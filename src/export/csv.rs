//! CSV export
//!
//! One row per category, in display order.

use std::io::Write;

use crate::error::{BudgetError, BudgetResult};
use crate::models::BudgetData;

const HEADER: [&str; 10] = [
    "ID",
    "Name",
    "Percentage",
    "Estimated Cost",
    "Actual Cost",
    "Remaining",
    "Priority",
    "Range Min",
    "Range Max",
    "Contracts",
];

/// Export the category breakdown to CSV
pub fn export_categories_csv<W: Write>(data: &BudgetData, writer: W) -> BudgetResult<()> {
    let mut csv = ::csv::Writer::from_writer(writer);
    csv.write_record(HEADER)
        .map_err(|e| BudgetError::Export(e.to_string()))?;

    for category in &data.calculated_budget.categories {
        let (min, max) = match category.ranges {
            Some(range) => (money(range.min.cents()), money(range.max.cents())),
            None => (String::new(), String::new()),
        };
        csv.write_record([
            category.id.as_str().to_string(),
            category.name.clone(),
            format!("{:.2}", category.percentage.as_percent()),
            money(category.estimated_cost().cents()),
            money(category.actual_cost().cents()),
            money(category.remaining().cents()),
            category.priority.to_string(),
            min,
            max,
            category.contracts.len().to_string(),
        ])
        .map_err(|e| BudgetError::Export(e.to_string()))?;
    }

    csv.flush().map_err(|e| BudgetError::Export(e.to_string()))?;
    Ok(())
}

fn money(cents: i64) -> String {
    format!("{:.2}", cents as f64 / 100.0)
}
use std::path::PathBuf;

use anyhow::Result;
use clap::{Parser, Subcommand};

use wedding_budget::cli::{
    handle_actual, handle_add, handle_apply_patches, handle_contract, handle_export,
    handle_history, handle_merge, handle_plan, handle_prefs, handle_remove, handle_show,
    handle_total, AddArgs, CliContext, ContractArgs, ExportFormat, PlanArgs, PreferenceArgs,
};
use wedding_budget::config::{PlannerPaths, Settings};

#[derive(Parser)]
#[command(
    name = "wedbudget",
    author = "Kaylee Beyene",
    version,
    about = "Wedding budget allocation engine",
    long_about = "Plans a wedding budget from a total, guest count, location and date, \
                  then keeps the category breakdown summing to 100% as categories are \
                  removed, merged, added or re-weighted."
)]
struct Cli {
    /// Session to work on (defaults to the configured session)
    #[arg(short, long, global = true, env = "WEDDING_BUDGET_SESSION")]
    session: Option<String>,

    /// Enable debug logging
    #[arg(short, long, global = true)]
    verbose: bool,

    #[command(subcommand)]
    command: Option<Commands>,
}

#[derive(Subcommand)]
enum Commands {
    /// Plan a new budget
    Plan(PlanArgs),

    /// Show the category breakdown
    Show {
        /// Show one category in detail
        #[arg(short, long)]
        category: Option<String>,
        /// Also print the rationale notes
        #[arg(long)]
        notes: bool,
    },

    /// Remove a category and spread its share over the rest
    #[command(alias = "rm")]
    Remove {
        /// Category id
        category: String,
    },

    /// Merge one category into another
    Merge {
        /// Category to fold away
        source: String,
        /// Category that absorbs it
        into: String,
    },

    /// Add a category
    Add(AddArgs),

    /// Update preferences and re-weight costs
    Prefs {
        #[command(flatten)]
        preferences: PreferenceArgs,
        /// Replace all saved preferences instead of overlaying them
        #[arg(long)]
        replace: bool,
    },

    /// Record actual spending on a category
    Actual {
        /// Category id
        category: String,
        /// Amount spent so far
        amount: String,
    },

    /// Attach a vendor contract to a category
    Contract(ContractArgs),

    /// Apply assistant patches saved as JSON
    #[command(name = "apply-patches")]
    ApplyPatches {
        /// Reply or patch array file
        file: PathBuf,
        /// Message the patches answer
        #[arg(short, long, default_value = "")]
        message: String,
    },

    /// Change the total budget; shares stay, estimates scale
    Total {
        /// New total budget
        amount: String,
    },

    /// Export the session
    Export {
        /// Output file (stdout if omitted)
        output: Option<PathBuf>,
        /// Export format
        #[arg(short, long, value_enum, default_value = "json")]
        format: ExportFormat,
    },

    /// Show recent audit entries
    History {
        /// Number of entries to show
        #[arg(short = 'n', long, default_value = "20")]
        count: usize,
    },

    /// Show current configuration and paths
    Config {
        /// Write the current settings to disk
        #[arg(long)]
        save: bool,
    },
}

fn main() -> Result<()> {
    let cli = Cli::parse();

    let filter = if cli.verbose { "debug" } else { "warn" };
    tracing_subscriber::fmt()
        .with_env_filter(
            tracing_subscriber::EnvFilter::try_from_default_env()
                .unwrap_or_else(|_| tracing_subscriber::EnvFilter::new(filter)),
        )
        .with_target(false)
        .with_writer(std::io::stderr)
        .init();

    let paths = PlannerPaths::new()?;
    let settings = Settings::load_or_create(&paths)?;
    let ctx = CliContext::new(paths, settings, cli.session);

    match cli.command {
        Some(Commands::Plan(args)) => handle_plan(&ctx, args)?,
        Some(Commands::Show { category, notes }) => handle_show(&ctx, category, notes)?,
        Some(Commands::Remove { category }) => handle_remove(&ctx, &category)?,
        Some(Commands::Merge { source, into }) => handle_merge(&ctx, &source, &into)?,
        Some(Commands::Add(args)) => handle_add(&ctx, args)?,
        Some(Commands::Prefs {
            preferences,
            replace,
        }) => handle_prefs(&ctx, preferences, replace)?,
        Some(Commands::Actual { category, amount }) => handle_actual(&ctx, &category, &amount)?,
        Some(Commands::Contract(args)) => handle_contract(&ctx, args)?,
        Some(Commands::ApplyPatches { file, message }) => {
            handle_apply_patches(&ctx, file, &message)?
        }
        Some(Commands::Total { amount }) => handle_total(&ctx, &amount)?,
        Some(Commands::Export { output, format }) => handle_export(&ctx, output, format)?,
        Some(Commands::History { count }) => handle_history(&ctx, count)?,
        Some(Commands::Config { save }) => {
            if save {
                ctx.settings.save(&ctx.paths)?;
            }
            println!("Wedding Budget Configuration");
            println!("============================");
            println!("Base directory:   {}", ctx.paths.base_dir().display());
            println!("Sessions:         {}", ctx.paths.sessions_dir().display());
            println!("Audit log:        {}", ctx.paths.audit_log().display());
            println!();
            println!("Settings:");
            println!("  Session:          {}", ctx.session);
            println!("  Currency symbol:  {}", ctx.settings.currency_symbol);
            println!("  Audit enabled:    {}", ctx.settings.audit_enabled);
            println!(
                "  Catering minimum: {} per guest",
                ctx.money(ctx.settings.allocation.catering_per_guest_minimum)
            );
            println!(
                "  Favors minimum:   {} per guest",
                ctx.money(ctx.settings.allocation.favors_per_guest_minimum)
            );
            println!(
                "  Cost range:       {:.2}x - {:.2}x",
                ctx.settings.allocation.range_low, ctx.settings.allocation.range_high
            );
        }
        None => {
            println!("wedbudget - wedding budget allocation engine");
            println!();
            println!("Run 'wedbudget --help' for usage information.");
            println!("Run 'wedbudget plan <TOTAL> <GUESTS> --city <CITY> --country <COUNTRY> --date <YYYY-MM-DD>' to start.");
        }
    }

    Ok(())
}
//! End-to-end tests for the `wedbudget` binary

use assert_cmd::Command;
use predicates::prelude::*;
use tempfile::TempDir;

fn wedbudget(data_dir: &TempDir) -> Command {
    let mut cmd = Command::cargo_bin("wedbudget").unwrap();
    cmd.env("WEDDING_BUDGET_DATA_DIR", data_dir.path())
        .env_remove("WEDDING_BUDGET_SESSION")
        .env_remove("RUST_LOG");
    cmd
}

fn plan(data_dir: &TempDir) {
    wedbudget(data_dir)
        .args([
            "plan",
            "40000",
            "100",
            "--city",
            "Austin",
            "--country",
            "United States",
            "--date",
            "2026-10-10",
        ])
        .assert()
        .success()
        .stdout(predicate::str::contains("Total budget of $40000.00 for 100 guests"))
        .stdout(predicate::str::contains("Catering"));
}

#[test]
fn test_no_command_prints_usage_hint() {
    let dir = TempDir::new().unwrap();
    wedbudget(&dir)
        .assert()
        .success()
        .stdout(predicate::str::contains("wedbudget --help"));
}

#[test]
fn test_show_without_plan_fails() {
    let dir = TempDir::new().unwrap();
    wedbudget(&dir)
        .arg("show")
        .assert()
        .failure()
        .stderr(predicate::str::contains("Session not found"));
}

#[test]
fn test_plan_then_remove_and_merge() {
    let dir = TempDir::new().unwrap();
    plan(&dir);

    wedbudget(&dir)
        .args(["remove", "favors"])
        .assert()
        .success()
        .stdout(predicate::str::contains("Removed Favors"))
        .stdout(predicate::str::contains("100.00%"));

    wedbudget(&dir)
        .args(["merge", "stationery", "flowers"])
        .assert()
        .success()
        .stdout(predicate::str::contains("Merged stationery into Flowers"));

    wedbudget(&dir)
        .args(["show", "--category", "favors"])
        .assert()
        .failure()
        .stderr(predicate::str::contains("Category not found: favors"));

    wedbudget(&dir)
        .args(["merge", "venue", "venue"])
        .assert()
        .failure()
        .stderr(predicate::str::contains("into itself"));
}

#[test]
fn test_plan_refuses_to_overwrite() {
    let dir = TempDir::new().unwrap();
    plan(&dir);

    wedbudget(&dir)
        .args([
            "plan", "20000", "50", "--city", "Austin", "--country", "United States", "--date",
            "2026-10-10",
        ])
        .assert()
        .failure()
        .stderr(predicate::str::contains("--force"));
}

#[test]
fn test_invalid_date_is_rejected() {
    let dir = TempDir::new().unwrap();
    wedbudget(&dir)
        .args([
            "plan", "40000", "100", "--city", "Austin", "--country", "United States", "--date",
            "next spring",
        ])
        .assert()
        .failure()
        .stderr(predicate::str::contains("Invalid date"));
}

#[test]
fn test_add_prefs_and_actual() {
    let dir = TempDir::new().unwrap();
    plan(&dir);

    wedbudget(&dir)
        .args(["add", "Hair & Makeup", "--percent", "3", "--priority", "low"])
        .assert()
        .success()
        .stdout(predicate::str::contains("Added Hair & Makeup (hair-makeup) at 3.00%"));

    wedbudget(&dir)
        .args(["prefs", "--transportation", "Limo"])
        .assert()
        .success()
        .stdout(predicate::str::contains("Preference: Transportation"));

    wedbudget(&dir)
        .args(["actual", "venue", "2500"])
        .assert()
        .success()
        .stdout(predicate::str::contains("spent $2500.00"));
}

#[test]
fn test_apply_patches_from_file() {
    let dir = TempDir::new().unwrap();
    plan(&dir);

    let reply = dir.path().join("reply.json");
    std::fs::write(
        &reply,
        r#"{"reply": "Shifted money to photography.",
            "patches": [
              {"id": "photography", "percentage": 14.0},
              {"id": "parking", "estimatedCost": 50000}
            ]}"#,
    )
    .unwrap();

    wedbudget(&dir)
        .arg("apply-patches")
        .arg(&reply)
        .assert()
        .success()
        .stdout(predicate::str::contains("Assistant: Shifted money to photography."))
        .stdout(predicate::str::contains("Applied 1 update(s), dropped 1."))
        .stdout(predicate::str::contains("unknown category 'parking'"));
}

#[test]
fn test_export_formats() {
    let dir = TempDir::new().unwrap();
    plan(&dir);

    wedbudget(&dir)
        .args(["export", "--format", "json"])
        .assert()
        .success()
        .stdout(predicate::str::contains("\"schemaVersion\": \"1.0.0\""));

    wedbudget(&dir)
        .args(["export", "--format", "csv"])
        .assert()
        .success()
        .stdout(predicate::str::starts_with("ID,Name,Percentage"));

    let out = dir.path().join("budget.yaml");
    wedbudget(&dir)
        .arg("export")
        .arg(&out)
        .args(["--format", "yaml"])
        .assert()
        .success();
    let yaml = std::fs::read_to_string(&out).unwrap();
    assert!(yaml.starts_with("# Wedding Budget Export"));
}

#[test]
fn test_history_lists_audit_entries() {
    let dir = TempDir::new().unwrap();
    plan(&dir);
    wedbudget(&dir).args(["remove", "favors"]).assert().success();

    wedbudget(&dir)
        .args(["history", "-n", "5"])
        .assert()
        .success()
        .stdout(predicate::str::contains("DELETE Category favors"));
}

#[test]
fn test_sessions_are_independent() {
    let dir = TempDir::new().unwrap();
    plan(&dir);

    wedbudget(&dir)
        .args(["--session", "other", "show"])
        .assert()
        .failure();

    wedbudget(&dir)
        .args(["total", "50000"])
        .assert()
        .success()
        .stdout(predicate::str::contains("Total budget of $50000.00"));
}

#[test]
fn test_total_rejects_oversized_amounts() {
    let dir = TempDir::new().unwrap();
    plan(&dir);

    wedbudget(&dir)
        .args(["total", "99999999999999999"])
        .assert()
        .failure();
    wedbudget(&dir)
        .args(["total", "1000000001"])
        .assert()
        .failure();

    wedbudget(&dir)
        .arg("show")
        .assert()
        .success()
        .stdout(predicate::str::contains("Total budget of $40000.00"));
}
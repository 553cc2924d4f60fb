//! JSON file store for budget sessions
//!
//! Each session lives in its own `<session>.json` file under the sessions
//! directory and is rewritten atomically on every save.

use std::path::{Path, PathBuf};

use tracing::debug;

use crate::config::PlannerPaths;
use crate::error::{BudgetError, BudgetResult};
use crate::models::BudgetData;

use super::file_io::{read_json, write_json_atomic};
use super::PersistenceGateway;

/// Stores one session snapshot in a JSON file
#[derive(Debug, Clone)]
pub struct JsonFileStore {
    path: PathBuf,
}

impl JsonFileStore {
    /// Store backed by an explicit file
    pub fn new(path: PathBuf) -> Self {
        Self { path }
    }

    /// Store for a named session under the planner's data directory
    ///
    /// Session names may only use letters, digits, `-` and `_`.
    pub fn for_session(paths: &PlannerPaths, session: &str) -> BudgetResult<Self> {
        let valid = !session.is_empty()
            && session
                .chars()
                .all(|c| c.is_ascii_alphanumeric() || c == '-' || c == '_');
        if !valid {
            return Err(BudgetError::InvalidInput(format!(
                "invalid session name '{}'",
                session
            )));
        }
        Ok(Self::new(paths.session_file(session)))
    }

    pub fn path(&self) -> &Path {
        &self.path
    }

    /// Check if a snapshot has been saved
    pub fn exists(&self) -> bool {
        self.path.exists()
    }
}

impl PersistenceGateway for JsonFileStore {
    fn load(&self) -> BudgetResult<Option<BudgetData>> {
        let data = read_json(&self.path)?;
        debug!(path = %self.path.display(), found = data.is_some(), "Loaded session");
        Ok(data)
    }

    fn save(&self, data: &BudgetData) -> BudgetResult<()> {
        write_json_atomic(&self.path, data)?;
        debug!(path = %self.path.display(), "Saved session");
        Ok(())
    }
}
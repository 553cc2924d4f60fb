//! File I/O utilities with atomic writes
//!
//! Provides safe file operations that won't corrupt data on failure.

use std::fs::{self, File};
use std::io::{BufReader, BufWriter, Write};
use std::path::Path;

use serde::{de::DeserializeOwned, Serialize};

use crate::error::{BudgetError, BudgetResult};

/// Read JSON from a file, returning `None` if the file doesn't exist
pub fn read_json<T, P>(path: P) -> BudgetResult<Option<T>>
where
    T: DeserializeOwned,
    P: AsRef<Path>,
{
    let path = path.as_ref();

    if !path.exists() {
        return Ok(None);
    }

    let file = File::open(path)
        .map_err(|e| BudgetError::Storage(format!("Failed to open {}: {}", path.display(), e)))?;

    let reader = BufReader::new(file);
    serde_json::from_reader(reader)
        .map(Some)
        .map_err(|e| BudgetError::Storage(format!("Failed to parse {}: {}", path.display(), e)))
}

/// Write JSON to a file atomically (write to temp, then rename)
///
/// The file is either completely written or not modified at all.
pub fn write_json_atomic<T, P>(path: P, data: &T) -> BudgetResult<()>
where
    T: Serialize,
    P: AsRef<Path>,
{
    let path = path.as_ref();

    if let Some(parent) = path.parent() {
        fs::create_dir_all(parent).map_err(|e| {
            BudgetError::Storage(format!(
                "Failed to create directory {}: {}",
                parent.display(),
                e
            ))
        })?;
    }

    // Same directory as the target so the rename stays atomic
    let temp_path = path.with_extension("json.tmp");

    let file = File::create(&temp_path)
        .map_err(|e| BudgetError::Storage(format!("Failed to create temp file: {}", e)))?;

    let mut writer = BufWriter::new(file);
    serde_json::to_writer_pretty(&mut writer, data)
        .map_err(|e| BudgetError::Storage(format!("Failed to serialize data: {}", e)))?;

    writer
        .flush()
        .map_err(|e| BudgetError::Storage(format!("Failed to flush data: {}", e)))?;

    writer
        .get_ref()
        .sync_all()
        .map_err(|e| BudgetError::Storage(format!("Failed to sync data: {}", e)))?;

    fs::rename(&temp_path, path).map_err(|e| {
        let _ = fs::remove_file(&temp_path);
        BudgetError::Storage(format!("Failed to rename temp file: {}", e))
    })?;

    Ok(())
}
//! User settings for the wedding budget planner
//!
//! Stores display preferences, the default session, the audit toggle and
//! the allocation policy used for new plans.

use serde::{Deserialize, Serialize};

use super::paths::PlannerPaths;
use crate::error::{BudgetError, BudgetResult};
use crate::services::AllocationPolicy;

/// User settings
#[derive(Debug, Clone, PartialEq, Serialize, Deserialize)]
#[serde(rename_all = "camelCase")]
pub struct Settings {
    /// Schema version for migration support
    #[serde(default = "default_schema_version")]
    pub schema_version: u32,

    /// Currency symbol used when printing amounts
    #[serde(default = "default_currency")]
    pub currency_symbol: String,

    /// Session used when no `--session` is given
    #[serde(default = "default_session")]
    pub default_session: String,

    /// Whether committed changes are written to the audit log
    #[serde(default = "default_audit_enabled")]
    pub audit_enabled: bool,

    /// Minimums and cost band used by new plans
    #[serde(default)]
    pub allocation: AllocationPolicy,
}

fn default_schema_version() -> u32 {
    1
}

fn default_currency() -> String {
    "$".to_string()
}

fn default_session() -> String {
    "default".to_string()
}

fn default_audit_enabled() -> bool {
    true
}

impl Default for Settings {
    fn default() -> Self {
        Self {
            schema_version: default_schema_version(),
            currency_symbol: default_currency(),
            default_session: default_session(),
            audit_enabled: default_audit_enabled(),
            allocation: AllocationPolicy::default(),
        }
    }
}

impl Settings {
    /// Load settings from disk, or fall back to defaults if the file doesn't exist
    pub fn load_or_create(paths: &PlannerPaths) -> BudgetResult<Self> {
        let settings_path = paths.settings_file();

        if !settings_path.exists() {
            return Ok(Settings::default());
        }

        let contents = std::fs::read_to_string(&settings_path)
            .map_err(|e| BudgetError::Io(format!("Failed to read settings file: {}", e)))?;

        let settings: Settings = serde_json::from_str(&contents)
            .map_err(|e| BudgetError::Config(format!("Failed to parse settings file: {}", e)))?;

        settings.allocation.validate()?;
        Ok(settings)
    }

    /// Save settings to disk
    pub fn save(&self, paths: &PlannerPaths) -> BudgetResult<()> {
        paths.ensure_directories()?;

        let contents = serde_json::to_string_pretty(self)
            .map_err(|e| BudgetError::Config(format!("Failed to serialize settings: {}", e)))?;

        std::fs::write(paths.settings_file(), contents)
            .map_err(|e| BudgetError::Io(format!("Failed to write settings file: {}", e)))?;

        Ok(())
    }
}
//! Audit history command

use crate::audit::AuditLogger;
use crate::error::BudgetResult;

use super::CliContext;

/// Handle `history`: print the most recent audit entries
pub fn handle_history(ctx: &CliContext, count: usize) -> BudgetResult<()> {
    let logger = AuditLogger::new(ctx.paths.audit_log());
    let entries = logger.read_recent(count)?;

    if entries.is_empty() {
        println!("No audit entries recorded yet.");
        return Ok(());
    }

    for entry in entries {
        println!("{}", entry.format_human_readable());
    }
    Ok(())
}
use super::contract::Contract;
use super::ids::CategoryId;
use super::money::Money;
use super::percentage::Percentage;

/// How important a category is to the couple
#[derive(Debug, Clone, Copy, PartialEq, Eq, Serialize, Deserialize, Default)]
#[serde(rename_all = "lowercase")]
pub enum Priority {
    High,
    #[default]
    Medium,
    Low,
}

impl fmt::Display for Priority {
    fn fmt(&self, f: &mut fmt::Formatter<'_>) -> fmt::Result {
        match self {
            Self::High => write!(f, "high"),
            Self::Medium => write!(f, "medium"),
            Self::Low => write!(f, "low"),
        }
    }
}

impl std::str::FromStr for Priority {
    type Err = String;

    fn from_str(s: &str) -> Result<Self, Self::Err> {
        match s.trim().to_ascii_lowercase().as_str() {
            "high" => Ok(Self::High),
            "medium" => Ok(Self::Medium),
            "low" => Ok(Self::Low),
            other => Err(format!("Unknown priority: {}", other)),
        }
    }
}

/// Plausible cost band for a category
#[derive(Debug, Clone, Copy, PartialEq, Eq, Serialize, Deserialize)]
pub struct CostRange {
    pub min: Money,
    pub max: Money,
}

impl CostRange {
    /// Build a band around an estimate using fractional spreads
    pub fn around(estimate: Money, low: f64, high: f64) -> Self {
        Self {
            min: estimate.scaled(low),
            max: estimate.scaled(high),
        }
    }

    /// Scale both ends by an exact ratio
    pub fn scaled_by_ratio(&self, numerator: i64, denominator: i64) -> Self {
        Self {
            min: self.min.scaled_by_ratio(numerator, denominator),
            max: self.max.scaled_by_ratio(numerator, denominator),
        }
    }
}

/// The preference multiplier currently baked into an estimate
///
/// `base` is the preference-sensitive part of the estimate before any
/// multiplier. Money outside it (merged in from another category, or left
/// over from rounding) is never re-weighted.
#[derive(Debug, Clone, Copy, PartialEq, Serialize, Deserialize)]
#[serde(rename_all = "camelCase")]
pub struct PreferenceAdjustment {
    pub base: Money,
    pub multiplier: f64,
}

impl PreferenceAdjustment {
    /// No multiplier on top of `base`
    pub fn neutral(base: Money) -> Self {
        Self {
            base,
            multiplier: 1.0,
        }
    }

    /// `base` with the multiplier applied, rounded to a whole unit
    pub fn adjusted(&self) -> Money {
        self.base.scaled(self.multiplier)
    }
}

/// A single line item of the wedding budget
#[derive(Debug, Clone, PartialEq, Serialize, Deserialize)]
#[serde(rename_all = "camelCase", from = "CategoryRecord")]
pub struct BudgetCategory {
    pub id: CategoryId,
    pub name: String,
    pub percentage: Percentage,
    estimated_cost: Money,
    actual_cost: Money,
    remaining: Money,
    pub priority: Priority,
    pub rationale: String,
    #[serde(skip_serializing_if = "Option::is_none")]
    pub notes: Option<String>,
    #[serde(skip_serializing_if = "Option::is_none")]
    pub ranges: Option<CostRange>,
    #[serde(skip_serializing_if = "Vec::is_empty")]
    pub contracts: Vec<Contract>,
    #[serde(skip_serializing_if = "Option::is_none")]
    pub preference: Option<PreferenceAdjustment>,
}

Your assignment> If a line in the records above holds the string "contents", copy it.

Task answer>
        let contents = std::fs::read_to_string(&settings_path)
        let settings: Settings = serde_json::from_str(&contents)
        let contents = serde_json::to_string_pretty(self)
        std::fs::write(paths.settings_file(), contents)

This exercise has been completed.